July 20

Leadership hack 022 – teams change over time

High performing teams are very rare and take a huge amount of investment.

As a leader, it is very difficult to understand how your team (or teams) are performing.  While you can use metrics and OKRs these are relative (to other teams or to the post) and do not give you an indication of the true potential of your team.

One

 

being explicit that teams go through a cycle is helpful.   I draw the diagram below on a whiteboard and ask team members to mark where they think we are (you need a strong psychology safety to do this constructively).

 

Screen Shot 2018-07-02 at 10.04.35

Teams change.

 

Tuckman 1965

FORMING

(The phase of orientation, testing and dependence) Tuckman says that when people initially come together in groups, their first concern will be to orientate themselves within the team. This is primarily accomplished through testing, which identifies the boundaries for both interpersonal and task behaviours. In an environment where relationships are either non-existent, or at best, distant, individuals are more focused on their own objectives. Consequently, there is a tendency to strive for cordiality as the new team members hold their cards close to their chest while they suss out their colleagues .

 

STORMING

(The phase of conflict) The second phase, also known as storming, is characterized by the loss of systematic resolve, the heightening of differences, and the polarization around interpersonal issues, facts, goals, methods, and values. Although fighting in the physical sense is unlikely, conflict may manifest itself in the form of emotional outbursts as team members talk at, rather than talk to, one another.

 

NORMING

(The phase of group cohesion) Tuckman says that this phase occurs when resistance is replaced by an in-group feeling, and a sense of cohesion. This is also the time when group standards and processes evolve, and new roles are adopted. Norming essentially marks the birth of the realization of the project manager’s vision for the group.

 

PERFORMING

(The phase of functional role-relatedness) This is the phase where roles become flexible and functional, and group energy is channeled into task completion5. The performing team is now a truly purpose-driven unit where members derive satisfaction from working together to overcome the challenges at hand.

 

INFORMING

(The calm before the storm) Edison9 calls the informing phase the proverbial mid-point of the group development journey.

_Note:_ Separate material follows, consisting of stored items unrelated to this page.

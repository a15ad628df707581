//! # Record Store
//!
//! Durable keyed storage for recipes.
//!
//! ## Requirements
//!
//! - Exact lookups by store-assigned id
//! - Case-insensitive substring query on name
//! - Single-record writes are atomic: an update and a delete on the same id never interleave
//!
//! ## Backends
//!
//! - [`RedisStore`](crate::database::RedisStore): one Redis hash, id -> JSON record. Update and
//!   delete are Lua scripts so the existence check and the write happen as one operation.
//! - [`MemoryStore`](crate::memory::MemoryStore): a locked vector, for local runs and tests.
use std::sync::Arc;

use async_trait::async_trait;
use bank::{Food, NewFood};
use thiserror::Error;
use tracing::info;

use crate::{
    config::{Config, StoreBackend},
    database::RedisStore,
    memory::MemoryStore,
};

#[derive(Error, Debug)]
pub enum StoreError {
    #[error("Redis error: {0}")]
    Redis(#[from] redis::RedisError),

    #[error("Corrupt record: {0}")]
    Corrupt(#[from] serde_json::Error),
}

/// `Ok(None)` always means "no record with this id", never a fault.
#[async_trait]
pub trait FoodStore: Send + Sync {
    async fn insert(&self, food: NewFood) -> Result<Food, StoreError>;

    async fn get_by_id(&self, id: &str) -> Result<Option<Food>, StoreError>;

    async fn update_by_id(&self, id: &str, food: NewFood) -> Result<Option<Food>, StoreError>;

    async fn delete_by_id(&self, id: &str) -> Result<Option<Food>, StoreError>;

    async fn list_all(&self) -> Result<Vec<Food>, StoreError>;

    /// Empty `query` matches every record.
    async fn find_by_name_contains(&self, query: &str) -> Result<Vec<Food>, StoreError>;
}

pub type SharedStore = Arc<dyn FoodStore>;

pub async fn init_store(config: &Config) -> Result<SharedStore, StoreError> {
    match config.store_backend {
        StoreBackend::Redis => {
            info!("Connecting to Redis...");

            Ok(Arc::new(RedisStore::connect(&config.redis_url).await?))
        }
        StoreBackend::Memory => {
            info!("Using in-memory store, records will not survive a restart");

            Ok(Arc::new(MemoryStore::default()))
        }
    }
}

pub fn new_id() -> String {
    uuid::Uuid::new_v4().to_string()
}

This is where the organization recognizes the achievements of the project team and gets it to document and inform others about its results, processes and conclusions. Citing a 2002 research by Dr Owen Gadeken, he says that the informing phase is still part of the functional stage of group development as the organization tries to, as part of knowledge management, capture the processes and lessons learned by the project team to enable its replication by other groups.

 

CONFORMOING

(The start of the slip) The manifestation of groupthink is really the first clear sign that the team is heading downhill. The desire to conform threatens the team by subverting creativity, originality and innovation, according to Edison. He says about the stage of conformity, ‘members have begun to think alike, and any of the unique yet appropriate ideas… from the team are lost or decreased because the team members are beginning to develop the characteristics of groupthink.’